# WHAT THE TASK REQUIRES
Work out how many lines in these entries include the string "Serialization", and give only that figure.

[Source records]

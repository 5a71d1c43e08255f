//! 事件模型
//!
//! 事件是字段名到值的有序映射（保留插入顺序），在规则的步骤链中逐步传递。
//! 引擎只读取顶层字段；嵌套值会原样保留并随事件输出。

use crate::error::{EngineError, Result};
use serde::{Deserialize, Serialize};
use serde_json::{Map, Value};

/// 引擎读写的保留字段名
pub mod fields {
    /// 事件来源类型（传感器类型）
    pub const SENSOR_TYPE: &str = "source.type";
    pub const FULL_RULE_NAME: &str = "full_rule_name";
    pub const MAX_PER_HOUR: &str = "max_per_hour";
    pub const MAX_PER_DAY: &str = "max_per_day";
    pub const RULES_VERSION: &str = "rules_version";
}

/// 归一化事件
#[derive(Debug, Clone, Default, PartialEq, Serialize, Deserialize)]
#[serde(transparent)]
pub struct Event {
    fields: Map<String, Value>,
}

impl Event {
    pub fn new() -> Self {
        Self::default()
    }

    /// 从 JSON 字符串解析事件，非对象的 JSON 同样视为解析失败
    pub fn from_json(json: &str) -> Result<Self> {
        let value: Value = serde_json::from_str(json)?;
        Self::try_from(value)
    }

    pub fn get(&self, field: &str) -> Option<&Value> {
        self.fields.get(field)
    }

    /// 字段的字符串表示：字符串取原值，数值与布尔取 JSON 文本，null/数组/对象返回 None
    pub fn get_as_string(&self, field: &str) -> Option<String> {
        match self.fields.get(field)? {
            Value::String(s) => Some(s.clone()),
            Value::Number(n) => Some(n.to_string()),
            Value::Bool(b) => Some(b.to_string()),
            _ => None,
        }
    }

    pub fn contains(&self, field: &str) -> bool {
        self.fields.contains_key(field)
    }

    pub fn insert(&mut self, field: impl Into<String>, value: impl Into<Value>) {
        self.fields.insert(field.into(), value.into());
    }

    pub fn remove(&mut self, field: &str) -> Option<Value> {
        // shift_remove 保持其余字段的相对顺序
        self.fields.shift_remove(field)
    }

    pub fn sensor_type(&self) -> Option<&str> {
        self.fields.get(fields::SENSOR_TYPE).and_then(Value::as_str)
    }

    pub fn len(&self) -> usize {
        self.fields.len()
    }

    pub fn is_empty(&self) -> bool {
        self.fields.is_empty()
    }

    pub fn iter(&self) -> impl Iterator<Item = (&String, &Value)> {
        self.fields.iter()
    }

    pub fn to_json(&self) -> Result<String> {
        Ok(serde_json::to_string(&self.fields)?)
    }

    pub fn into_value(self) -> Value {
        Value::Object(self.fields)
    }
}

impl TryFrom<Value> for Event {
    type Error = EngineError;

    fn try_from(value: Value) -> Result<Self> {
        match value {
            Value::Object(fields) => Ok(Self { fields }),
            other => Err(EngineError::InvalidEvent {
                actual: json_type_name(&other).to_string(),
            }),
        }
    }
}

impl From<Map<String, Value>> for Event {
    fn from(fields: Map<String, Value>) -> Self {
        Self { fields }
    }
}

fn json_type_name(value: &Value) -> &'static str {
    match value {
        Value::Null => "null",
        Value::Bool(_) => "boolean",
        Value::Number(_) => "number",
        Value::String(_) => "string",
        Value::Array(_) => "array",
        Value::Object(_) => "object",
    }
}

#[cfg(test)]
mod tests {
    use super::*;
    use serde_json::json;

    #[test]
    fn test_from_json_preserves_order() {
        let event = Event::from_json(r#"{"b": 1, "a": "x", "c": true}"#).unwrap();
        let keys: Vec<&String> = event.iter().map(|(k, _)| k).collect();
        assert_eq!(keys, vec!["b", "a", "c"]);
    }

    #[test]
    fn test_from_json_rejects_non_object() {
        let err = Event::from_json("[1, 2]").unwrap_err();
        assert_eq!(err.kind(), "InvalidEvent");

        let err = Event::from_json("INVALID").unwrap_err();
        assert_eq!(err.kind(), "JsonParseError");
    }

    #[test]
    fn test_get_as_string() {
        let event = Event::try_from(json!({
            "s": "text",
            "n": 42,
            "f": 1.5,
            "b": false,
            "nested": {"x": 1},
            "null": null
        }))
        .unwrap();

        assert_eq!(event.get_as_string("s").as_deref(), Some("text"));
        assert_eq!(event.get_as_string("n").as_deref(), Some("42"));
        assert_eq!(event.get_as_string("f").as_deref(), Some("1.5"));
        assert_eq!(event.get_as_string("b").as_deref(), Some("false"));
        assert_eq!(event.get_as_string("nested"), None);
        assert_eq!(event.get_as_string("null"), None);
        assert_eq!(event.get_as_string("missing"), None);
    }

    #[test]
    fn test_remove_keeps_order() {
        let mut event = Event::from_json(r#"{"a": 1, "b": 2, "c": 3}"#).unwrap();
        event.remove("b");
        event.insert("d", 4);
        let keys: Vec<&String> = event.iter().map(|(k, _)| k).collect();
        assert_eq!(keys, vec!["a", "c", "d"]);
    }

    #[test]
    fn test_sensor_type() {
        let event = Event::from_json(r#"{"source.type": "secret"}"#).unwrap();
        assert_eq!(event.sensor_type(), Some("secret"));
        assert_eq!(Event::new().sensor_type(), None);
    }
}
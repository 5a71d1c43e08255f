//! 告警引擎错误类型

use thiserror::Error;

#[derive(Debug, Error)]
pub enum EngineError {
    #[error("JsonParseError: {0}")]
    JsonParse(#[from] serde_json::Error),

    #[error("InvalidEvent: 事件必须是 JSON 对象, 实际为 {actual}")]
    InvalidEvent { actual: String },

    #[error("MissingAttributes: 规则缺少必填属性 {0}")]
    MissingAttributes(String),

    #[error("InvalidRegex: 字段 '{field}' 的正则表达式无效: {message}")]
    InvalidRegex { field: String, message: String },

    #[error("InvalidMatcher: {0}")]
    InvalidMatcher(String),

    #[error("InvalidTransform: {0}")]
    InvalidTransform(String),

    #[error("InvalidRuleSet: {0}")]
    InvalidRuleSet(String),

    #[error("RulesProviderError: {0}")]
    Provider(#[from] std::io::Error),

    #[error("OutputSinkError: {0}")]
    Sink(String),
}

impl EngineError {
    /// 错误种类名称，写入诊断信息与错误信封，便于下游按故障类型检索
    pub fn kind(&self) -> &'static str {
        match self {
            Self::JsonParse(_) => "JsonParseError",
            Self::InvalidEvent { .. } => "InvalidEvent",
            Self::MissingAttributes(_) => "MissingAttributes",
            Self::InvalidRegex { .. } => "InvalidRegex",
            Self::InvalidMatcher(_) => "InvalidMatcher",
            Self::InvalidTransform(_) => "InvalidTransform",
            Self::InvalidRuleSet(_) => "InvalidRuleSet",
            Self::Provider(_) => "RulesProviderError",
            Self::Sink(_) => "OutputSinkError",
        }
    }
}

pub type Result<T> = std::result::Result<T, EngineError>;
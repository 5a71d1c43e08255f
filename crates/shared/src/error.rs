//! 统一错误处理模块
//!
//! 定义服务基础设施共享的错误类型，使用 thiserror 提供良好的错误信息。

use thiserror::Error;

/// 基础设施错误类型
#[derive(Debug, Error)]
pub enum AlertingError {
    // ==================== 配置错误 ====================
    #[error("配置错误: {0}")]
    Config(#[from] config::ConfigError),

    // ==================== Kafka 错误 ====================
    #[error("Kafka 错误: {0}")]
    Kafka(String),

    // ==================== 序列化错误 ====================
    #[error("序列化错误: {0}")]
    Serialization(#[from] serde_json::Error),

    // ==================== 文件与监听错误 ====================
    #[error("IO 错误: {0}")]
    Io(#[from] std::io::Error),

    #[error("文件监听错误: {0}")]
    Watcher(String),

    // ==================== 规则错误 ====================
    #[error("规则集加载失败: {0}")]
    RulesLoad(String),

    // ==================== 通用错误 ====================
    #[error("内部错误: {0}")]
    Internal(String),
}

/// 错误结果类型别名
pub type Result<T> = std::result::Result<T, AlertingError>;

impl AlertingError {
    /// 获取错误码
    pub fn code(&self) -> &'static str {
        match self {
            Self::Config(_) => "CONFIG_ERROR",
            Self::Kafka(_) => "KAFKA_ERROR",
            Self::Serialization(_) => "SERIALIZATION_ERROR",
            Self::Io(_) => "IO_ERROR",
            Self::Watcher(_) => "WATCHER_ERROR",
            Self::RulesLoad(_) => "RULES_LOAD_ERROR",
            Self::Internal(_) => "INTERNAL_ERROR",
        }
    }

    /// 是否为可重试错误
    pub fn is_retryable(&self) -> bool {
        matches!(self, Self::Kafka(_) | Self::Io(_))
    }
}
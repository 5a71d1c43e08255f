//! 告警服务
//!
//! 消费 Kafka 归一化安全事件，按规则集评估并发布告警。

use alerting_engine::{AlertingEngine, FileRulesProvider, MetricRegistry};
use alerting_service::{AlertingConsumer, EngineReloader, KafkaSink, OutputTopics};
use alerting_shared::config::AppConfig;
use alerting_shared::kafka::KafkaProducer;
use alerting_shared::observability;
use alerting_shared::rules_watcher::{ConfigWatcher, RulesFileWatcher};
use anyhow::{Context, Result};
use std::sync::Arc;
use std::time::Duration;
use tokio::signal;
use tokio::sync::watch;
use tracing::{info, warn};

const SERVICE_NAME: &str = "alerting-service";

#[tokio::main]
async fn main() -> Result<()> {
    // 1. 加载配置
    let config = AppConfig::load(SERVICE_NAME).unwrap_or_else(|e| {
        eprintln!("Failed to load config, using defaults: {}", e);
        AppConfig {
            service_name: SERVICE_NAME.to_string(),
            ..Default::default()
        }
    });

    // 2. 初始化日志与指标
    let _guard = observability::init(&config.service_name, &config.observability).await?;

    info!(
        environment = %config.environment,
        engine = %config.engine.name,
        rules_path = %config.engine.rules_path.display(),
        "Starting alerting-service..."
    );

    // 3. 创建引擎并加载初始规则集，失败时拒绝启动
    let registry = Arc::new(MetricRegistry::new());
    let engine = Arc::new(AlertingEngine::new(&config.engine.name, registry));
    let provider = Arc::new(FileRulesProvider::new(&config.engine.rules_path));
    let reloader = Arc::new(EngineReloader::new(engine.clone(), provider));
    reloader.load().context("初始规则集加载失败")?;

    // 4. 监听规则文件
    let watcher = RulesFileWatcher::new(
        &config.engine.rules_path,
        Duration::from_millis(config.engine.reload_debounce_ms),
        reloader,
    );
    watcher.start().await?;

    // 5. Kafka 输出与消费
    let producer = KafkaProducer::new(&config.kafka)?;
    let sink = Arc::new(KafkaSink::new(producer, OutputTopics::from_config(&config.engine)));
    let consumer = AlertingConsumer::new(&config, engine, sink)?;

    let (shutdown_tx, shutdown_rx) = watch::channel(false);
    let consumer_task = tokio::spawn(consumer.run(shutdown_rx));

    shutdown_signal().await;
    let _ = shutdown_tx.send(true);

    if let Err(e) = watcher.stop().await {
        warn!(error = %e, "停止规则文件监听失败");
    }
    consumer_task.await??;

    info!("Service shutdown complete");
    Ok(())
}

/// 优雅关闭信号处理
///
/// 监听 Ctrl+C 和 SIGTERM 信号，用于 Kubernetes 优雅关闭
async fn shutdown_signal() {
    let ctrl_c = async {
        if let Err(e) = signal::ctrl_c().await {
            warn!(error = %e, "Failed to listen for Ctrl+C");
            std::future::pending::<()>().await;
        }
    };

    #[cfg(unix)]
    let terminate = async {
        match signal::unix::signal(signal::unix::SignalKind::terminate()) {
            Ok(mut sigterm) => {
                sigterm.recv().await;
            }
            Err(e) => {
                warn!(error = %e, "Failed to install SIGTERM handler");
                std::future::pending::<()>().await;
            }
        }
    };

    #[cfg(not(unix))]
    let terminate = std::future::pending::<()>();

    tokio::select! {
        _ = ctrl_c => {
            info!("Received Ctrl+C, starting graceful shutdown...");
        }
        _ = terminate => {
            info!("Received SIGTERM, starting graceful shutdown...");
        }
    }
}
//! 共享库
//!
//! 告警服务共用的基础设施：分层配置、错误类型、可观测性初始化、Kafka 传输与规则文件热更新。

pub mod config;
pub mod error;
pub mod kafka;
pub mod observability;
pub mod rules_watcher;

pub use config::{AppConfig, EngineConfig, KafkaConfig, ObservabilityConfig};
pub use error::{AlertingError, Result};
//! Kafka 传输层
//!
//! 告警服务从输入 topic 消费归一化事件，把命中事件与错误信封分别写入输出 topic 与错误 topic。
//! 这里封装 rdkafka 的生产者/消费者，统一错误映射和基于 `watch` channel 的优雅关闭。

use std::time::Duration;

use rdkafka::config::ClientConfig;
use rdkafka::consumer::{Consumer, StreamConsumer};
use rdkafka::message::{BorrowedMessage, Message};
use rdkafka::producer::{FutureProducer, FutureRecord};
use tokio::sync::watch;
use tracing::{debug, error, info, warn};

use crate::config::KafkaConfig;
use crate::error::AlertingError;

/// `EngineConfig` 的默认 topic，可被配置文件与环境变量覆盖
pub mod topics {
    pub const EVENTS: &str = "alerting.events";
    pub const ALERTS: &str = "alerting.alerts";
    pub const ERRORS: &str = "alerting.errors";
}

const SEND_TIMEOUT: Duration = Duration::from_secs(5);

// ---------------------------------------------------------------------------
// InboundMessage
// ---------------------------------------------------------------------------

/// 消费到的事件消息
///
/// 从 `BorrowedMessage` 拷贝出拥有所有权的数据，可以跨 await 点传给处理函数。
/// 负载保持原始字节，是否为合法 UTF-8 / JSON 由引擎判定。
#[derive(Debug, Clone)]
pub struct InboundMessage {
    pub topic: String,
    pub partition: i32,
    pub offset: i64,
    pub key: Option<String>,
    pub payload: Vec<u8>,
}

impl InboundMessage {
    fn from_borrowed(msg: &BorrowedMessage<'_>) -> Self {
        Self {
            topic: msg.topic().to_string(),
            partition: msg.partition(),
            offset: msg.offset(),
            key: msg
                .key()
                .and_then(|k| std::str::from_utf8(k).ok())
                .map(String::from),
            payload: msg.payload().map(|p| p.to_vec()).unwrap_or_default(),
        }
    }

    /// `topic/partition@offset`，用于日志定位
    pub fn position(&self) -> String {
        format!("{}/{}@{}", self.topic, self.partition, self.offset)
    }
}

// ---------------------------------------------------------------------------
// KafkaProducer
// ---------------------------------------------------------------------------

/// Kafka 生产者（`FutureProducer` 内部为 Arc，可廉价 Clone）
#[derive(Clone)]
pub struct KafkaProducer {
    producer: FutureProducer,
}

impl KafkaProducer {
    pub fn new(config: &KafkaConfig) -> Result<Self, AlertingError> {
        let producer: FutureProducer = ClientConfig::new()
            .set("bootstrap.servers", &config.brokers)
            .set("message.timeout.ms", "5000")
            .create()
            .map_err(|e| AlertingError::Kafka(format!("创建生产者失败: {e}")))?;

        info!(brokers = %config.brokers, "Kafka 生产者已初始化");
        Ok(Self { producer })
    }

    /// 发送一条消息，返回 (partition, offset)
    pub async fn send(
        &self,
        topic: &str,
        key: Option<&str>,
        payload: &str,
    ) -> Result<(i32, i64), AlertingError> {
        let mut record = FutureRecord::<str, str>::to(topic).payload(payload);
        if let Some(key) = key {
            record = record.key(key);
        }

        let delivery = self
            .producer
            .send(record, SEND_TIMEOUT)
            .await
            .map_err(|(e, _)| AlertingError::Kafka(format!("发送消息到 {topic} 失败: {e}")))?;

        debug!(
            topic,
            partition = delivery.partition,
            offset = delivery.offset,
            "消息已发送"
        );
        Ok((delivery.partition, delivery.offset))
    }
}

// ---------------------------------------------------------------------------
// KafkaConsumer
// ---------------------------------------------------------------------------

pub struct KafkaConsumer {
    consumer: StreamConsumer,
}

impl KafkaConsumer {
    pub fn new(config: &KafkaConfig) -> Result<Self, AlertingError> {
        let consumer: StreamConsumer = ClientConfig::new()
            .set("bootstrap.servers", &config.brokers)
            .set("group.id", &config.consumer_group)
            .set("auto.offset.reset", &config.auto_offset_reset)
            .set("enable.auto.commit", "true")
            .create()
            .map_err(|e| AlertingError::Kafka(format!("创建消费者失败: {e}")))?;

        info!(
            brokers = %config.brokers,
            group_id = %config.consumer_group,
            "Kafka 消费者已初始化"
        );
        Ok(Self { consumer })
    }

    pub fn subscribe(&self, topics: &[&str]) -> Result<(), AlertingError> {
        self.consumer
            .subscribe(topics)
            .map_err(|e| AlertingError::Kafka(format!("订阅 topic 失败: {e}")))?;

        info!(?topics, "已订阅 Kafka topics");
        Ok(())
    }

    /// 消费循环，直到关闭信号变为 `true`
    ///
    /// handler 返回错误只记录日志，不中断循环；单条消息的失败不影响后续消息。
    pub async fn run<F, Fut>(self, mut shutdown: watch::Receiver<bool>, handler: F)
    where
        F: Fn(InboundMessage) -> Fut,
        Fut: std::future::Future<Output = Result<(), AlertingError>>,
    {
        use futures::StreamExt;

        let stream = self.consumer.stream();
        futures::pin_mut!(stream);

        info!("Kafka 消费循环已启动");

        loop {
            tokio::select! {
                biased;

                _ = shutdown.changed() => {
                    if *shutdown.borrow() {
                        info!("收到关闭信号，Kafka 消费循环退出");
                        break;
                    }
                }

                next = stream.next() => {
                    let Some(result) = next else {
                        warn!("Kafka 消息流意外结束");
                        break;
                    };

                    // 借用消息在 await 之前转换为拥有所有权的数据
                    let msg = match result {
                        Ok(borrowed) => InboundMessage::from_borrowed(&borrowed),
                        Err(e) => {
                            error!(error = %e, "接收 Kafka 消息出错");
                            continue;
                        }
                    };
                    let position = msg.position();
                    debug!(position = %position, "收到 Kafka 消息");

                    if let Err(e) = handler(msg).await {
                        error!(position = %position, error = %e, "处理 Kafka 消息失败");
                    }
                }
            }
        }
    }
}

# YOUR SOLUTION
2